# Contributing to tokenix
Thanks for your interest in contributing! tokenix is a Rust CLI, and contributions of all sizes are welcome — from fixing a typo to adding support for a new language.
## Ways to contribute
- **Report a bug** — open an [issue](https://github.com/juninmd/tokenix/issues) with steps to reproduce
- **Request a feature** — open an issue describing the use case and expected behavior
- **Add a language** — see [Adding a language](#adding-a-language)
- **Improve docs** — typos, clarity, examples
- **Fix a bug** — see [Development setup](#development-setup) then open a PR
## Development setup
**Requirements:**
- [Rust](https://www.rust-lang.org/tools/install) `>= 1.75`
- [Ollama](https://ollama.com/download) running locally
- `nomic-embed-text` model pulled: `ollama pull nomic-embed-text`
```bash
git clone https://github.com/juninmd/tokenix
cd tokenix
cargo build
```
Run the full test suite:
```bash
cargo test
```
Test the hook manually:
```bash
tokenix index .
# Should intercept (exit 2) — large file
echo '{"tool_name":"Read","tool_input":{"file_path":"src/main.rs"}}' | cargo run -- hook; echo $?
# Should pass through (exit 0) — small file
echo '{"tool_name":"Read","tool_input":{"file_path":"Cargo.toml"}}' | cargo run -- hook; echo $?
```
## Project structure
| `src/main.rs` | CLI commands (clap). All `cmd_*` functions live here. |
| `src/chunker.rs` | AST chunking per language + `generate_outline()`. Token counting. |
| `src/embed.rs` | Ollama HTTP — `get_embedding()`, `check_ollama()` |
| `src/store.rs` | SQLite schema, CRUD, cosine similarity search, hook log I/O |
| `src/indexer.rs` | File walk + incremental index pipeline |
| `src/query.rs` | Search + result formatting |
| `src/hook.rs` | `run_hook()` — called by Claude Code's PreToolUse hook |
| `src/gain.rs` | Analytics from `.tokenix/hook.log` |
## Adding a language
1. Add the file extension(s) to `INDEXED_EXTS` in `src/chunker.rs`
2. Add a variant to the `Lang` enum
3. Add a match arm in `detect_lang()`
4. Implement `chunk_<lang>()` following the pattern of `chunk_rust()`
5. Register it in the `chunk_file()` dispatcher
Each `chunk_*` function returns a `Vec<Chunk>`. A chunk has a `symbol`, `kind`, `start_line`, `end_line`, and `content`. Symbol-aware chunkers split on function/class/type boundaries; generic chunkers use 400-token line blocks.
## Critical rules
**Never break hook fallback.** `hook.rs::run_hook()` must always `exit(0)` on any error — including missing index, stale index, parse failures, and Ollama errors. A non-zero exit breaks the user's AI session.

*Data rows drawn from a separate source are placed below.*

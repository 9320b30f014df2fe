//
//  codeship
//  logging.rs
//

//! Verbose request/response logging.
//!
//! When a [`Client`](crate::Client) is built with `verbose(true)`, the
//! request pipeline dumps every outgoing request and incoming response as
//! pre-formatted text lines to a [`RequestLogger`] sink. The default sink
//! forwards to `tracing` at debug level under the `codeship::http` target;
//! applications that want the dumps somewhere else (a file, a test buffer)
//! can supply their own sink.

use reqwest::header::HeaderMap;
use reqwest::{Method, StatusCode};

/// A sink for pre-formatted request/response dump lines.
///
/// Implementations must be cheap to call and must not fail; logging is a
/// diagnostic aid, never part of the request outcome.
pub trait RequestLogger: Send + Sync {
    /// Writes one pre-formatted multi-line dump.
    fn log(&self, text: &str);
}

/// Default sink: forwards dumps to `tracing::debug!` under the
/// `codeship::http` target.
#[derive(Debug, Default)]
pub struct TracingLogger;

impl RequestLogger for TracingLogger {
    fn log(&self, text: &str) {
        tracing::debug!(target: "codeship::http", "{text}");
    }
}

/// Renders an outgoing request in a wire-like textual form.
///
/// The body is included only when the caller supplied a payload; an empty
/// body line would misleadingly suggest an encoded empty object.
pub(crate) fn dump_request(method: &Method, url: &str, headers: &HeaderMap, body: Option<&[u8]>) -> String {
    let mut out = format!("> {method} {url}\n");
    append_headers(&mut out, "> ", headers);
    if let Some(body) = body {
        out.push_str("> \n");
        out.push_str(&String::from_utf8_lossy(body));
        out.push('\n');
    }
    out
}

/// Renders an incoming response, body always included.
pub(crate) fn dump_response(status: StatusCode, headers: &HeaderMap, body: &[u8]) -> String {
    let mut out = format!("< {status}\n");
    append_headers(&mut out, "< ", headers);
    out.push_str("< \n");
    out.push_str(&String::from_utf8_lossy(body));
    out.push('\n');
    out
}

fn append_headers(out: &mut String, prefix: &str, headers: &HeaderMap) {
    for (name, value) in headers {
        // Header values are almost always ASCII; opaque bytes are dumped lossily.
        out.push_str(prefix);
        out.push_str(name.as_str());
        out.push_str(": ");
        out.push_str(&String::from_utf8_lossy(value.as_bytes()));
        out.push('\n');
    }
}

**Hook exit codes:** `0` = pass through · `2` = intercept. Never exit `1`.
**Directory filtering:** `filter_entry` for directories uses ONLY `IGNORED_DIRS`. Do NOT call `should_index()` on directories — it returns `false` for dirs without extensions and breaks traversal.
## Pull request checklist
- [ ] `cargo build` and `cargo test` pass
- [ ] Hook behavior preserved (exit 0 on error, never exit 1)
- [ ] New language? Add sample file to `benchmark/samples/`
- [ ] No unnecessary `unwrap()` / `expect()` in hook path
- [ ] PR description explains the *why*, not just the *what*
## Code style
- Follow `rustfmt` defaults (`cargo fmt`)
- `cargo clippy` should produce no warnings
- Comments only when the *why* is non-obvious
- Error handling: use `anyhow::Result` + `?` propagation
## License
By contributing, you agree that your contributions will be licensed under the [MIT License](LICENSE).